In this article, Northwest Company claims a profit of $0.04/dollar of income. Looking at their 2020 financials as pulled from Globe and Mail we see net income of $83 Million on sales of $2.1 billion. This is a profit margin of 3.95%, slightly lower even than what is stated.
If you factor in the sales split of grocery and general merchandise, this average profit margin is likely lower than what retailers would normally hope to achieve. So, as compared to southern “regular” retailers, they make less money per dollar of sales than elsewhere.
Now looking at the Balance Sheet. To earn this $83M in annual profit, they have equity investment comprised of $1.2 Billion in assets and $789 million in liabilities for equity of $414 million (as of 2020). That $83MM profit is about a 20% return on equity. Totally reasonable.
Looking at the cash flow we would add back several items to that $83M profit. There is $89M in depreciation (decrease in the value of their fixed assets like buildings, a non-cash expense) so actual income is around $172 Million.

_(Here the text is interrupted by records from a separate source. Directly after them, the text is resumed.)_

//! Task management module
//!
//! Provides task creation, deletion, and control functions.

use alloc::boxed::Box;
use alloc::string::String;
use alloc::sync::Arc;

use crate::config::CFG_PROCESSORS_NUM;
use crate::core::kernel::Espos;
use crate::core::registry::{handle_type, RawHandle, Registry};
use crate::error::{EsposError, EsposResult};
use crate::port::{Kernel, TaskEntry};
use crate::types::{Prio, Tick};

handle_type!(
    /// Task handle
    TaskHandle
);

/// What the layer remembers about a task
pub(crate) struct TaskRecord<K: Kernel> {
    pub(crate) raw: K::Task,
    pub(crate) name: String,
}

impl<K: Kernel> Clone for TaskRecord<K> {
    fn clone(&self) -> Self {
        TaskRecord {
            raw: self.raw.clone(),
            name: self.name.clone(),
        }
    }
}

/// Drops the registry entry of a task whose body has finished
struct TaskExit<K: Kernel> {
    tasks: Arc<Registry<TaskRecord<K>>>,
    handle: RawHandle,
}

/// Fill a reserved task slot unless it was filled or released already
fn register_task<K: Kernel>(
    tasks: &Registry<TaskRecord<K>>,
    handle: RawHandle,
    kernel: &K,
    raw: K::Task,
) {
    let record = TaskRecord {
        name: kernel.task_name(&raw),
        raw,
    };
    let _ = tasks.fill(handle, record);
}

impl<K: Kernel> Drop for TaskExit<K> {
    fn drop(&mut self) {
        if self.tasks.remove(self.handle).is_some() {
            crate::trace!("espos: task {} exited", self.handle.get());
        }
    }
}

impl<K: Kernel> Espos<K> {
    /// Create a new task
    ///
    /// # Arguments
    /// * `name` - Task name, truncated by the kernel if too long
    /// * `entry` - Task body; its captures are the task argument
    /// * `prio` - Task priority, at most [`Espos::task_prio_num`] minus two
    /// * `stack_size` - Stack size, in kernel units
    /// * `affinity` - Core to pin the task to, `None` to let the kernel pick
    ///
    /// The task is forgotten when its body returns or it is deleted.
    pub fn task_create<F>(
        &self,
        name: &str,
        entry: F,
        prio: Prio,
        stack_size: usize,
        affinity: Option<usize>,
    ) -> EsposResult<TaskHandle>
    where
        F: FnOnce() + Send + 'static,
    {
        if self.in_isr() {
            return Err(EsposError::CalledFromIsr);
        }

        if name.is_empty() || stack_size == 0 || usize::from(prio) >= self.kernel.max_priorities() {
            return Err(EsposError::InvalidArgument);
        }

        if affinity.is_some_and(|core| core >= CFG_PROCESSORS_NUM) {
            return Err(EsposError::InvalidArgument);
        }

        let handle = self.tasks.reserve()?;
        let exit = TaskExit {
            tasks: Arc::clone(&self.tasks),
            handle,
        };
        let kernel = Arc::clone(&self.kernel);
        let body: TaskEntry = Box::new(move || {
            // the task may run before task_create returns
            register_task(&exit.tasks, exit.handle, &*kernel, kernel.task_current());
            drop(kernel);
            entry();
            drop(exit);
        });

        let Some(raw) = self.kernel.task_create(name, body, prio, stack_size, affinity) else {
            self.tasks.remove(handle);
            return Err(EsposError::OutOfMemory);
        };
        // no-op if the task registered itself, or already finished
        register_task(&self.tasks, handle, &*self.kernel, raw);

        crate::debug!("espos: task {} created, prio {}", handle.get(), prio);
        Ok(TaskHandle(handle))
    }

    /// Delete a task; `None` deletes the caller and does not return
    pub fn task_del(&self, task: Option<TaskHandle>) -> EsposResult<()> {
        if self.in_isr() {
            return Err(EsposError::CalledFromIsr);
        }

        let task = match task {
            Some(task) => task,
            None => self.task_get_current()?,
        };
        let record = self.tasks.remove(task.0).ok_or(EsposError::InvalidArgument)?;

        crate::debug!("espos: task {} deleted", task.as_raw());
        self.kernel.task_delete(&record.raw);
        Ok(())
    }

    /// Block the calling task for `ticks`
    #[inline]
    pub fn task_delay(&self, ticks: Tick) {
        self.kernel.task_delay(ticks);
    }

    /// Let other ready tasks of the same priority run
    #[inline]
    pub fn task_yield(&self) {
        self.kernel.task_yield();
    }

    /// Suspend a task until [`Espos::task_resume`]
    pub fn task_suspend(&self, task: TaskHandle) -> EsposResult<()> {
        if self.in_isr() {
            return Err(EsposError::CalledFromIsr);
        }

        let raw = self.task_raw(task)?;
        self.kernel.task_suspend(&raw);
        Ok(())
    }

    /// Resume a suspended task
    ///
    /// From an interrupt handler the ISR variant is used and a context switch
    /// is requested if the resumed task must run first.
    pub fn task_resume(&self, task: TaskHandle) -> EsposResult<()> {
        let raw = self.task_raw(task)?;

        self.dispatch(
            |woken| {
                *woken = self.kernel.task_resume_from_isr(&raw);
                Ok(())
            },
            || {
                self.kernel.task_resume(&raw);
                Ok(())
            },
        )
    }

    /// Handle of the calling task
    ///
    /// Threads of execution the layer did not create, such as the one that
    /// started the scheduler, get a handle the first time they ask.
    pub fn task_get_current(&self) -> EsposResult<TaskHandle> {
        let raw = self.kernel.task_current();
        self.task_handle_of(&raw)
    }

    /// Name of a task
    pub fn task_get_name(&self, task: TaskHandle) -> EsposResult<String> {
        self.tasks
            .get(task.0)
            .map(|record| record.name)
            .ok_or(EsposError::InvalidArgument)
    }

    /// Number of priority levels, counting the slot the kernel reserves
    #[inline]
    pub fn task_prio_num(&self) -> usize {
        self.kernel.max_priorities() + 1
    }

    fn task_raw(&self, task: TaskHandle) -> EsposResult<K::Task> {
        self.tasks
            .with(task.0, |record| record.raw.clone())
            .ok_or(EsposError::InvalidArgument)
    }

    pub(crate) fn task_handle_of(&self, raw: &K::Task) -> EsposResult<TaskHandle> {
        self.tasks
            .find_or_insert(
                |record| record.raw == *raw,
                || TaskRecord {
                    raw: raw.clone(),
                    name: self.kernel.task_name(raw),
                },
            )
            .map(TaskHandle)
    }
}
//! Lung Defender - an arcade lung-protection minigame
//!
//! Core modules:
//! - `sim`: Deterministic simulation (spawning, collisions, session state)
//! - `renderer`: Canvas2D render pass (wasm only)
//! - `audio`: Procedural Web Audio sound cues
//! - `highscore`: Persisted best score
//! - `i18n`: Flat string tables and per-level facts

pub mod audio;
pub mod highscore;
pub mod i18n;
#[cfg(target_arch = "wasm32")]
pub mod renderer;
pub mod settings;
pub mod sim;

pub use highscore::HighScore;
pub use i18n::{Language, Translator};
pub use settings::Settings;

/// Game configuration constants
pub mod consts {
    /// Logical play field dimensions (canvas units)
    pub const GAME_WIDTH: f32 = 600.0;
    pub const GAME_HEIGHT: f32 = 500.0;

    /// Shield geometry - a horizontal paddle near the bottom
    pub const SHIELD_WIDTH: f32 = 100.0;
    pub const SHIELD_HEIGHT: f32 = 14.0;
    pub const SHIELD_Y: f32 = GAME_HEIGHT - 80.0;

    /// Lung boundary - entities crossing this line are gone for good
    pub const LUNG_Y: f32 = GAME_HEIGHT - 45.0;
    /// How far past the lung line an entity must travel before it counts
    pub const LUNG_OVERSHOOT: f32 = 30.0;

    /// Entities spawn this far above the visible top edge
    pub const SPAWN_Y: f32 = -40.0;
    /// Horizontal spawn margin on each side
    pub const SPAWN_MARGIN: f32 = 40.0;

    /// One level lasts this many simulated seconds
    pub const LEVEL_DURATION: f32 = 30.0;
    /// Highest difficulty level
    pub const MAX_LEVEL: u32 = 10;
    /// Real-time length of the level-up fact interstitial
    pub const LEVELUP_INTERSTITIAL: f32 = 3.0;

    /// Maximum dt fed to the simulation (tab backgrounding protection)
    pub const MAX_FRAME_DT: f32 = 0.1;

    /// Shield easing time constant; equivalent to 18%/frame at 60 Hz
    pub const SHIELD_SMOOTH_TAU: f32 = 0.084;

    /// Keyboard nudge per arrow/A-D press (field units)
    pub const KEY_MOVE_STEP: f32 = 30.0;

    /// Downward particle gravity (units/s^2)
    pub const PARTICLE_GRAVITY: f32 = 250.0;
    /// Floating text rise speed (units/s) and life decay (1/s)
    pub const FLOATING_TEXT_RISE: f32 = 60.0;
    pub const FLOATING_TEXT_DECAY: f32 = 1.5;

    /// Combo cap and per-step score multiplier
    pub const MAX_COMBO: u32 = 10;
    pub const COMBO_SCALE: f32 = 0.2;

    /// Survival mode target duration (seconds, display only)
    pub const SURVIVAL_TARGET: f32 = 120.0;
}

/// Exponential ease factor for a single-pole filter with time constant `tau`.
///
/// Framerate-independent equivalent of "move 18% of the remaining distance
/// per 60 Hz frame": `x += (target - x) * ease_factor(dt, tau)`.
#[inline]
pub fn ease_factor(dt: f32, tau: f32) -> f32 {
    1.0 - (-dt / tau).exp()
}

/// Format elapsed seconds as `m:ss` for the HUD clock.
pub fn format_time(seconds: f32) -> String {
    let total = seconds.max(0.0) as u32;
    format!("{}:{:02}", total / 60, total % 60)
}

From that $172MM the company must make all debt payments and investments in their business (growth, new buildings, etc). In 2020 they spent $111 million on properties or buying businesses, etc (investing in their business)

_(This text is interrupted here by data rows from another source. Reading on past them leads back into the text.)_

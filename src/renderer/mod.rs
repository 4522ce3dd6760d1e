//! Canvas2D rendering module
//!
//! Draws the whole frame back-to-front: sky gradient, drifting haze, the
//! lungs, the shield, falling entities, particles, floating texts. Pure
//! function of the world; never mutates simulation state.

mod lungs;

use wasm_bindgen::{JsCast, JsValue};
use web_sys::{CanvasRenderingContext2d, HtmlCanvasElement};

use crate::consts::*;
use crate::sim::{EntityKind, GameWorld};

/// Canvas2D render state
pub struct Renderer {
    ctx: CanvasRenderingContext2d,
}

impl Renderer {
    pub fn new(canvas: &HtmlCanvasElement) -> Result<Self, JsValue> {
        let ctx = canvas
            .get_context("2d")?
            .ok_or_else(|| JsValue::from_str("no 2d context"))?
            .dyn_into::<CanvasRenderingContext2d>()?;
        Ok(Self { ctx })
    }

    /// Render one frame
    pub fn draw(&self, world: &GameWorld) -> Result<(), JsValue> {
        let ctx = &self.ctx;
        ctx.clear_rect(0.0, 0.0, GAME_WIDTH as f64, GAME_HEIGHT as f64);

        self.draw_background(world)?;
        lungs::draw(ctx, world.health(), world.tar(), world.game_time)?;
        self.draw_shield(world)?;
        self.draw_entities(world)?;
        self.draw_particles(world)?;
        self.draw_floating_texts(world)?;

        Ok(())
    }

    /// Sky gradient that darkens with tar, plus drifting haze blobs
    fn draw_background(&self, world: &GameWorld) -> Result<(), JsValue> {
        let ctx = &self.ctx;
        let p = (world.tar() / 100.0) as f64;
        let t = world.game_time as f64;

        let gradient = ctx.create_linear_gradient(0.0, 0.0, 0.0, GAME_HEIGHT as f64);
        // Polluted sky at the top, clean blue fading out below
        gradient.add_color_stop(
            0.0,
            &rgb(60.0 + p * 30.0, 60.0 + p * 20.0, 70.0 + p * 20.0),
        )?;
        gradient.add_color_stop(
            0.15,
            &rgb(80.0 + p * 40.0, 80.0 + p * 30.0, 90.0 + p * 30.0),
        )?;
        gradient.add_color_stop(
            0.4,
            &rgb(120.0 - p * 40.0, 150.0 - p * 60.0, 180.0 - p * 80.0),
        )?;
        gradient.add_color_stop(
            0.7,
            &rgb(160.0 - p * 60.0, 200.0 - p * 80.0, 230.0 - p * 100.0),
        )?;
        gradient.add_color_stop(
            1.0,
            &rgb(200.0 - p * 80.0, 220.0 - p * 90.0, 240.0 - p * 100.0),
        )?;
        ctx.set_fill_style_canvas_gradient(&gradient);
        ctx.fill_rect(0.0, 0.0, GAME_WIDTH as f64, GAME_HEIGHT as f64);

        // Haze blobs scroll sideways, thicker as tar builds
        ctx.set_fill_style_str(&format!("rgba(100, 100, 100, {})", 0.1 + p * 0.2));
        for i in 0..15 {
            let fi = i as f64;
            let x = (t * 20.0 + fi * 50.0) % (GAME_WIDTH as f64 + 100.0) - 50.0;
            let y = 30.0 + (t + fi).sin() * 20.0 + fi * 15.0;
            let r = 15.0 + (t * 2.0 + fi).sin() * 5.0;
            ctx.begin_path();
            ctx.arc(x, y, r, 0.0, std::f64::consts::TAU)?;
            ctx.fill();
        }

        if world.tar() > 30.0 {
            let alpha = (world.tar() as f64 - 30.0) / 200.0;
            ctx.set_fill_style_str(&format!("rgba(20, 15, 10, {alpha})"));
            ctx.fill_rect(0.0, 0.0, GAME_WIDTH as f64, GAME_HEIGHT as f64);
        }

        Ok(())
    }

    fn draw_shield(&self, world: &GameWorld) -> Result<(), JsValue> {
        let ctx = &self.ctx;
        let left = world.shield.left() as f64;
        let top = SHIELD_Y as f64;

        let gradient = ctx.create_linear_gradient(
            left,
            top,
            world.shield.right() as f64,
            top + SHIELD_HEIGHT as f64,
        );
        gradient.add_color_stop(0.0, "#3b82f6")?;
        gradient.add_color_stop(0.5, "#60a5fa")?;
        gradient.add_color_stop(1.0, "#3b82f6")?;

        ctx.set_shadow_color("#3b82f6");
        ctx.set_shadow_blur(20.0);
        ctx.set_fill_style_canvas_gradient(&gradient);
        rounded_rect(ctx, left, top, SHIELD_WIDTH as f64, SHIELD_HEIGHT as f64, 7.0)?;
        ctx.fill();

        ctx.set_stroke_style_str("#93c5fd");
        ctx.set_line_width(2.0);
        ctx.stroke();
        ctx.set_shadow_blur(0.0);

        Ok(())
    }

    fn draw_entities(&self, world: &GameWorld) -> Result<(), JsValue> {
        let ctx = &self.ctx;
        for entity in &world.entities {
            let (bg, border, glyph) = entity_style(entity.kind);
            let x = entity.pos.x as f64;
            let y = entity.pos.y as f64;
            let size = entity.size as f64;

            ctx.save();
            ctx.set_global_alpha(entity.opacity as f64);

            // Pickups glow
            if !entity.kind.is_hazard() {
                ctx.set_shadow_color(bg);
                ctx.set_shadow_blur(15.0);
            }

            ctx.set_fill_style_str(bg);
            ctx.begin_path();
            ctx.arc(x, y, size / 2.0, 0.0, std::f64::consts::TAU)?;
            ctx.fill();

            ctx.set_stroke_style_str(border);
            ctx.set_line_width(2.0);
            ctx.stroke();
            ctx.set_shadow_blur(0.0);

            ctx.set_font(&format!("{}px Arial", size * 0.55));
            ctx.set_text_align("center");
            ctx.set_text_baseline("middle");
            ctx.fill_text(glyph, x, y)?;

            if entity.kind == EntityKind::SmokeFast {
                ctx.set_fill_style_str("#fca5a5");
                ctx.set_font("bold 10px Arial");
                ctx.fill_text("\u{26a1}", x + size / 2.0 - 5.0, y - size / 2.0 + 5.0)?;
            }

            ctx.restore();
        }
        Ok(())
    }

    fn draw_particles(&self, world: &GameWorld) -> Result<(), JsValue> {
        let ctx = &self.ctx;
        for p in &world.particles {
            ctx.set_global_alpha(p.life as f64);
            ctx.set_fill_style_str(p.color);
            ctx.begin_path();
            ctx.arc(
                p.pos.x as f64,
                p.pos.y as f64,
                (p.size * p.life) as f64,
                0.0,
                std::f64::consts::TAU,
            )?;
            ctx.fill();
        }
        ctx.set_global_alpha(1.0);
        Ok(())
    }

    fn draw_floating_texts(&self, world: &GameWorld) -> Result<(), JsValue> {
        let ctx = &self.ctx;
        ctx.set_text_align("center");
        for ft in &world.floating_texts {
            ctx.set_global_alpha(ft.life as f64);
            ctx.set_fill_style_str(ft.color);
            ctx.set_font("bold 18px Arial");
            ctx.fill_text(&ft.text, ft.pos.x as f64, ft.pos.y as f64)?;
        }
        ctx.set_global_alpha(1.0);
        Ok(())
    }
}

/// Fill/border colors and emoji glyph per entity kind
fn entity_style(kind: EntityKind) -> (&'static str, &'static str, &'static str) {
    match kind {
        EntityKind::Smoke => ("#6b7280", "#9ca3af", "\u{1f4a8}"),
        EntityKind::SmokeFast => ("#ef4444", "#fca5a5", "\u{1f4a8}"),
        EntityKind::SmokeBig => ("#4b5563", "#6b7280", "\u{1f4a8}"),
        EntityKind::SmokeZigzag => ("#8b5cf6", "#a78bfa", "\u{1f4a8}"),
        EntityKind::Tar => ("#1f2937", "#374151", "\u{1f5a4}"),
        EntityKind::Cigarette => ("#ea580c", "#fb923c", "\u{1f6ac}"),
        EntityKind::FreshAir => ("#06b6d4", "#22d3ee", "\u{1f32c}\u{fe0f}"),
        EntityKind::Medicine => ("#22c55e", "#4ade80", "\u{1f48a}"),
    }
}

/// Begin a rounded-rectangle path (arcTo keeps us off newer canvas APIs)
pub(crate) fn rounded_rect(
    ctx: &CanvasRenderingContext2d,
    x: f64,
    y: f64,
    w: f64,
    h: f64,
    r: f64,
) -> Result<(), JsValue> {
    let r = r.min(w / 2.0).min(h / 2.0);
    ctx.begin_path();
    ctx.move_to(x + r, y);
    ctx.arc_to(x + w, y, x + w, y + h, r)?;
    ctx.arc_to(x + w, y + h, x, y + h, r)?;
    ctx.arc_to(x, y + h, x, y, r)?;
    ctx.arc_to(x, y, x + w, y, r)?;
    ctx.close_path();
    Ok(())
}

pub(crate) fn rgb(r: f64, g: f64, b: f64) -> String {
    format!(
        "rgb({}, {}, {})",
        r.clamp(0.0, 255.0).floor(),
        g.clamp(0.0, 255.0).floor(),
        b.clamp(0.0, 255.0).floor()
    )
}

They also paid $64 million in dividends to shareholders. That’s a 4% dividend based on today’s $1.6 billion value of the company. Perfectly reasonable, especially with risks involved. Dividends are an important way of attracting investment and rewarding shareholders.
This company operates in regions that pose considerably higher operating risk than southern locales and are not even rewarded for that additional risk in the way, from an investment standpoint, that you’d expect. Slim profits, huge investments across a massive area.
In the end, costs are extremely high and those are passed on to the consumer, as evidenced in the financials. If anything, costs should actually be higher to justify the increased risk of their operations (from a purely risk/reward financial standpoint).
We can complain about prices all we want, but there is no evidence of price gouging as our retailers are often accused of. Overhead is huge and no one can expect outlay of billions of dollars of equity without a reasonable rate of return on that money. I still love Amazon though.